Pero el político de turno, normalmente con el soporte de la prensa afín, sabe muy bien cómo manejar este estado de la cuestión entre sus abnegados prosélitos para hacerse sentir guía espiritual e imprescindible, y para defender su poltrona, aunque con los años llegue a descubrirse que la esté empleando para lucrarse a costa de lo público, se llame Luis, Pepiño, Jordi (alias el ex “molt honorable”), Manuel o José Antonio por citar algunos nombres.
Y pensando y pensando, mi mejor amigo, algo irritado, me comenta que si no sería mejor mandar a toda esta caterva de vocingleros de boquita de piñón (defiendan la ideología que defiendan), que manejan nuestro erario común y viven, y muy bien, de él, a tomar por salva sea la parte y seleccionar y elegir con pinzas a unos buenos gestores profesionales que administren de forma justa y equilibrada las cuentas públicas, debidamente inspeccionados, para poder salir de este agujero económico cada vez más negro en el que aquéllos nos han metido. Al menos podríamos (que no Podemos) intentarlo.

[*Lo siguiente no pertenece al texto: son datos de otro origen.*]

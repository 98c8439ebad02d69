//! Field rules shared by access requests and sign-up.
//!
//! Each check returns the caller-facing message of the first failure.
//! Lengths are counted in characters, not bytes.

use regex::Regex;
use std::sync::LazyLock;

pub(crate) const USERNAME_MIN_LENGTH: usize = 3;
pub(crate) const USERNAME_MAX_LENGTH: usize = 30;
pub(crate) const REASON_MIN_LENGTH: usize = 20;

pub(crate) const MISSING_FIELDS: &str = "Missing required fields";
pub(crate) const USERNAME_LENGTH: &str = "Username must be between 3 and 30 characters";
pub(crate) const USERNAME_PATTERN: &str =
    "Username can only contain letters, numbers, dots, and underscores";
pub(crate) const INVALID_EMAIL: &str = "Invalid email address";
pub(crate) const REASON_LENGTH: &str = "Reason must be at least 20 characters";

static USERNAME_RE: LazyLock<Option<Regex>> =
    LazyLock::new(|| Regex::new(r"^[A-Za-z0-9._]+$").ok());
static EMAIL_RE: LazyLock<Option<Regex>> =
    LazyLock::new(|| Regex::new(r"^[^@\s]+@[^@\s]+\.[^@\s]+$").ok());

/// Lookup/uniqueness form of a username or email.
pub(crate) fn normalize(value: &str) -> String {
    value.trim().to_lowercase()
}

pub(crate) fn is_blank(value: &str) -> bool {
    value.trim().is_empty()
}

pub(crate) fn validate_username(username: &str) -> Result<(), &'static str> {
    let length = username.chars().count();
    if !(USERNAME_MIN_LENGTH..=USERNAME_MAX_LENGTH).contains(&length) {
        return Err(USERNAME_LENGTH);
    }
    if !USERNAME_RE
        .as_ref()
        .is_some_and(|regex| regex.is_match(username))
    {
        return Err(USERNAME_PATTERN);
    }
    Ok(())
}

pub(crate) fn valid_email(email: &str) -> bool {
    EMAIL_RE.as_ref().is_some_and(|regex| regex.is_match(email))
}

pub(crate) fn validate_reason(reason: &str) -> Result<(), &'static str> {
    if reason.chars().count() < REASON_MIN_LENGTH {
        return Err(REASON_LENGTH);
    }
    Ok(())
}

#[cfg(test)]
mod tests {
    use super::*;

    #[test]
    fn username_length_bounds() {
        assert_eq!(validate_username("ab"), Err(USERNAME_LENGTH));
        assert_eq!(validate_username("abc"), Ok(()));
        assert_eq!(validate_username(&"a".repeat(30)), Ok(()));
        assert_eq!(validate_username(&"a".repeat(31)), Err(USERNAME_LENGTH));
    }

    #[test]
    fn username_pattern_allows_dots_and_underscores() {
        assert_eq!(validate_username("jane.doe_42"), Ok(()));
        assert_eq!(validate_username("jane-doe"), Err(USERNAME_PATTERN));
        assert_eq!(validate_username("jane doe"), Err(USERNAME_PATTERN));
        assert_eq!(validate_username("jöhn"), Err(USERNAME_PATTERN));
    }

    #[test]
    fn username_length_counts_characters() {
        // Four characters, eight bytes: fails the pattern, not the length.
        assert_eq!(validate_username("éééé"), Err(USERNAME_PATTERN));
        assert_eq!(validate_username("éé"), Err(USERNAME_LENGTH));
    }

    #[test]
    fn email_shape() {
        assert!(valid_email("a@example.com"));
        assert!(valid_email("first.last@sub.example.co"));
        assert!(!valid_email("a@b"));
        assert!(!valid_email("no-at.example.com"));
        assert!(!valid_email("a b@example.com"));
        assert!(!valid_email("a@@example.com"));
    }

    #[test]
    fn reason_boundary() {
        assert_eq!(validate_reason(&"x".repeat(19)), Err(REASON_LENGTH));
        assert_eq!(validate_reason(&"x".repeat(20)), Ok(()));
        assert_eq!(validate_reason(&"é".repeat(20)), Ok(()));
    }

    #[test]
    fn normalize_trims_and_lowercases() {
        assert_eq!(normalize("  Jane.Doe@Example.COM "), "jane.doe@example.com");
        assert!(is_blank("   "));
        assert!(!is_blank(" a "));
    }
}
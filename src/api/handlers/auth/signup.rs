//! Direct sign-up. Off unless the server runs with `--allow-signup`; the
//! normal path to an account is an approved access request.

use axum::{
    extract::{rejection::JsonRejection, Extension},
    http::{header::SET_COOKIE, HeaderMap, StatusCode},
    response::{IntoResponse, Response},
    Json,
};
use std::sync::Arc;
use tracing::info;

use super::{
    session::open_session,
    state::AuthConfig,
    types::{SignUpRequest, UserResponse},
    utils::{hash_password, validate_password},
};
use crate::{
    api::{
        error::{ApiError, ResultExt},
        handlers::validation::{
            is_blank, normalize, valid_email, validate_username, INVALID_EMAIL, MISSING_FIELDS,
        },
    },
    store::{CreateUserOutcome, DynStore, NewUser, Role},
};

const SIGNUP_DISABLED: &str = "Sign-up is disabled; request access instead";
const SIGNUP_FAILED: &str = "Failed to sign up";

#[utoipa::path(
    post,
    path = "/api/auth/sign-up/email",
    request_body = SignUpRequest,
    responses(
        (status = 201, description = "Account created and session opened", body = UserResponse),
        (status = 400, description = "Invalid input", body = crate::api::error::ErrorBody),
        (status = 403, description = "Sign-up is disabled", body = crate::api::error::ErrorBody),
        (status = 409, description = "Username or email already taken", body = crate::api::error::ErrorBody)
    ),
    tag = "auth"
)]
pub async fn sign_up(
    headers: HeaderMap,
    store: Extension<DynStore>,
    auth_config: Extension<Arc<AuthConfig>>,
    payload: Result<Json<SignUpRequest>, JsonRejection>,
) -> Result<Response, ApiError> {
    if !auth_config.allow_signup() {
        return Err(ApiError::Forbidden(SIGNUP_DISABLED.to_string()));
    }
    let Json(request) = payload.map_err(|_| ApiError::validation(MISSING_FIELDS))?;

    if [&request.name, &request.email, &request.password, &request.username]
        .iter()
        .any(|field| is_blank(field))
    {
        return Err(ApiError::validation(MISSING_FIELDS));
    }
    let raw_username = request.username.trim();
    validate_username(raw_username).map_err(ApiError::validation)?;
    let email = normalize(&request.email);
    if !valid_email(&email) {
        return Err(ApiError::validation(INVALID_EMAIL));
    }
    validate_password(&request.password).map_err(ApiError::Validation)?;

    let display_username = request
        .display_username
        .as_deref()
        .map(str::trim)
        .filter(|value| !value.is_empty())
        .unwrap_or(raw_username)
        .to_string();
    let new_user = NewUser {
        username: normalize(raw_username),
        display_username: Some(display_username),
        name: Some(request.name.trim().to_string()),
        email,
        role: Role::User,
    };
    let password_hash = hash_password(&request.password)
        .await
        .or_unexpected(SIGNUP_FAILED)?;
    let user = match store
        .create_user(new_user, Some(password_hash))
        .await
        .or_unexpected(SIGNUP_FAILED)?
    {
        CreateUserOutcome::Created(user) => user,
        CreateUserOutcome::Conflict => {
            return Err(ApiError::conflict(
                "A user with this username or email already exists",
            ))
        }
    };
    info!(user_id = %user.id, "user signed up");

    let cookie = open_session(&store, &auth_config, &headers, user.id)
        .await
        .or_unexpected(SIGNUP_FAILED)?;
    let mut response_headers = HeaderMap::new();
    response_headers.insert(SET_COOKIE, cookie);
    Ok((
        StatusCode::CREATED,
        response_headers,
        Json(UserResponse { user }),
    )
        .into_response())
}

Pero mi mejor amigo va más allá, y dice que si hace falta cambiar el nombre a nuestro hogar común, pues lo cambiamos. Según están las cosas ahora quizás podríamos llamarlo Espalunya o Cataspaña, o, mejor aún, convocar en congreso a nuestros mejores filólogos y elaborar un nombre con las iniciales de cada una de nuestras autonomías para evitar celos entre ellas. Y, en la misma línea, convocar también en otro congreso a los mejores músicos para que compongan un himno en el que se combinen de forma equilibrada aires de jota, muñeira, sardana, isa, aurresku y fandango.
Y concluye recordándome la afirmación de Angela Merkel en la que dice que a Alemania, la que celebra su reunificación en la primera foto citada, no la hacen fuerte los dieciséis länder o estados que la componen, sino los ochenta millones de alemanes que viven en ellos.
Dejo, pues, aquí estas reflexiones de mi mejor amigo con la duda existencialista sobre nuestro país de si esto que estamos viviendo será el final del principio o el principio del final.